We believe Imperial's competitive advantages are intact

We are reiterating our moat ratings for the companies involved and believe the transactions are priced into the stocks. Of the tobacco stocks Philip Morris International (PM) is the company trading at less than Fair Value.

The dissolution of Lorillard will transform the landscape of the U.S. tobacco industry. Imperial's market share will rise from 3% to 10%, while Reynolds' will rise from 27% to around 36% with a strong brand portfolio including Camel, Newport, and Pall Mall.

Imperial's portfolio will comprise a collection of brands declining at a faster rate than the industry. Leading manufacturer Altria (MO) will face a stronger number-two player and potentially a more aggressive number three in Imperial.

However, we think the strategic options available to Imperial in the United States are fraught with risk. The firm could either attempt to expand its acquired brands by cutting prices and margins, or it could maximize cash generation with volume continuing to underperform in a declining industry. Both of these options have the potential to erode the firm's wide economic moat over a multiyear time frame.

For now, though, we believe Imperial's competitive advantages are intact and the increase in scale generated from the move into the U.S. supports our wide moat rating.
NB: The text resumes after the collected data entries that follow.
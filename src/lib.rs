//! memtally: hierarchical memory accounting for analytical query execution.
//!
//! Facade crate that re-exports the public surface of the workspace members.
//! Embedders that only need the interfaces (for mocking or alternate
//! implementations) can depend on `memtally-core` directly.

pub use memtally_core::config::AccountingConfig;
pub use memtally_core::error::{Error, Result};
pub use memtally_core::id::QueryId;
pub use memtally_core::metrics::{ConsumptionSource, Gauge, MetricsRegistry};

pub use memtally_track::counter::{HighWaterCounter, COUNTER_NAME};
pub use memtally_track::metrics::InMemoryMetrics;
pub use memtally_track::registry::TrackerRegistry;
pub use memtally_track::tracker::{GcFn, MemTracker};
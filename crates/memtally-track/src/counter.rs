//! Atomic current/high-water counter, the admission primitive of the tree.

use std::sync::atomic::{AtomicI64, Ordering};

/// Well-known name under which a tracker's counter is published, so runtime
/// profiles can locate it.
pub const COUNTER_NAME: &str = "MemoryConsumption";

/// A signed counter paired with a monotone high-water mark.
///
/// `try_update` is linearizable: after it returns true on one thread, no
/// interleaving lets another conforming caller observe `current > cap` from
/// this counter alone. The peak is maintained with a separate monotonic CAS,
/// so it can briefly lag behind `current` by the width of one update.
#[derive(Debug, Default)]
pub struct HighWaterCounter {
    current: AtomicI64,
    peak: AtomicI64,
}

impl HighWaterCounter {
    pub fn new() -> Self {
        Self::default()
    }

    pub fn current(&self) -> i64 {
        self.current.load(Ordering::Relaxed)
    }

    /// Maximum value `current` has ever held.
    pub fn peak(&self) -> i64 {
        self.peak.load(Ordering::Relaxed)
    }

    /// Assign `current` outright, e.g. from an external allocator sample.
    pub fn set(&self, v: i64) {
        self.current.store(v, Ordering::Relaxed);
        self.bump_peak(v);
    }

    /// Unconditionally apply `current += delta`; returns the new value.
    pub fn update(&self, delta: i64) -> i64 {
        let next = self.current.fetch_add(delta, Ordering::AcqRel) + delta;
        self.bump_peak(next);
        next
    }

    /// Apply `current += delta` iff the result stays at or below `cap`.
    /// Reports whether the update was applied.
    pub fn try_update(&self, delta: i64, cap: i64) -> bool {
        loop {
            let cur = self.current.load(Ordering::Relaxed);
            let next = cur + delta;
            if next > cap {
                return false;
            }
            if self
                .current
                .compare_exchange(cur, next, Ordering::AcqRel, Ordering::Relaxed)
                .is_ok()
            {
                self.bump_peak(next);
                return true;
            }
        }
    }

    fn bump_peak(&self, observed: i64) {
        let mut cur = self.peak.load(Ordering::Relaxed);
        while observed > cur {
            match self
                .peak
                .compare_exchange(cur, observed, Ordering::AcqRel, Ordering::Relaxed)
            {
                Ok(_) => break,
                Err(seen) => cur = seen,
            }
        }
    }
}
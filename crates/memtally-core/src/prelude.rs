//! Convenient re-exports for downstream crates.

pub use crate::config::AccountingConfig;
pub use crate::error::{Error, Result};
pub use crate::id::QueryId;
pub use crate::metrics::{ConsumptionSource, Gauge, MetricsRegistry};
impl FxChain {
    pub fn new(sample_rate: f32) -> Self {
        Self {
            echo: DryWetEffect::new(Echo::new(sample_rate), ECHO_DEFAULT_MIX, sample_rate),
            reverb: DryWetEffect::new(
                Reverb::new(sample_rate as u32),
                REVERB_DEFAULT_MIX,
                sample_rate,
            ),
            filter: DryWetEffect::new(Filter::new(sample_rate), FILTER_DEFAULT_MIX, sample_rate),
            flanger: DryWetEffect::new(Flanger::new(sample_rate), FLANGER_DEFAULT_MIX, sample_rate),
        }
    }

    /// Process an interleaved stereo buffer through all four stages in order
    pub fn process(&mut self, buffer: &mut [f32]) {
        self.echo.process(buffer);
        self.reverb.process(buffer);
        self.filter.process(buffer);
        self.flanger.process(buffer);
    }

    pub fn set_active(&mut self, effect: EffectName, active: bool) {
        match effect {
            EffectName::Echo => self.echo.set_active(active),
            EffectName::Reverb => self.reverb.set_active(active),
            EffectName::Filter => self.filter.set_active(active),
            EffectName::Flanger => self.flanger.set_active(active),
        }
    }

    pub fn set_mix(&mut self, effect: EffectName, mix: f32) {
        match effect {
            EffectName::Echo => self.echo.set_mix(mix),
            EffectName::Reverb => self.reverb.set_mix(mix),
            EffectName::Filter => self.filter.set_mix(mix),
            EffectName::Flanger => self.flanger.set_mix(mix),
        }
    }

    pub fn is_active(&self, effect: EffectName) -> bool {
        match effect {
            EffectName::Echo => self.echo.is_active(),
            EffectName::Reverb => self.reverb.is_active(),
            EffectName::Filter => self.filter.is_active(),
            EffectName::Flanger => self.flanger.is_active(),
        }
    }

    pub fn mix(&self, effect: EffectName) -> f32 {
        match effect {
            EffectName::Echo => self.echo.mix(),
            EffectName::Reverb => self.reverb.mix(),
            EffectName::Filter => self.filter.mix(),
            EffectName::Flanger => self.flanger.mix(),
        }
    }

    /// Update the filter stage cutoff without touching its mix
    pub fn set_filter_cutoff(&mut self, hz: f32) {
        self.filter.effect_mut().set_cutoff(hz);
    }

    pub fn filter_cutoff(&self) -> f32 {
        self.filter.effect().cutoff()
    }

    /// Clear all delay lines and filter history
    pub fn reset(&mut self) {
        self.echo.reset();
        self.reverb.reset();
        self.filter.reset();
        self.flanger.reset();
    }
}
In addition, at less than 9 times enterprise value/EBITDA, Imperial has executed these transactions at a value-accretive price, in our opinion, even if the brands continue their downward trajectory; we increased our fair value estimate 2% when the deals were announced.

Of the cigarette brands Imperial is buying from Reynolds and Lorillard, Winston has the best chance of share growth, in our opinion. Four decades ago, it was the leading brand in the U.S. until its market share under Reynolds' stewardship was overtaken in 1975 by Marlboro. Since then, it has dropped to number seven in the U.S. with a retail share of just 2.1% and falling, and with Reynolds having provided little funding for the brand in recent years, its core consumer is the legacy smoker from the 1970s.

Price sensitivity is greatest at the value end of the cigarette market, and historically, competitive pricing strategies have not led to sustained market share gains. As recently as 2012, some improved resource allocation from Reynolds helped Winston to temporarily stabilise its share at close to 3%, but it was only through price cuts that the brand was able to fight back against its stronger competitors.

If Imperial repositions Winston as a value brand, it is more likely to take share from Reynolds' Pall Mall than Altria's Marlboro, which is a premium brand.

We think price promotions through such strategies would be detrimental to the industry profit pool because competitors are likely to reciprocate in order to defend share, and we believe restraint from creating widespread price skirmishes would maximize profitability.

We prefer the plans Imperial management revealed for its non-growth brands Salem, Kool, and Maverick, which it has said will be managed for cash, as the firm does quite successfully in large parts of its existing portfolio, including its U.S. brands. As a rational price-taker in the industry, Imperial would be able to follow Altria and Reynolds in raising prices.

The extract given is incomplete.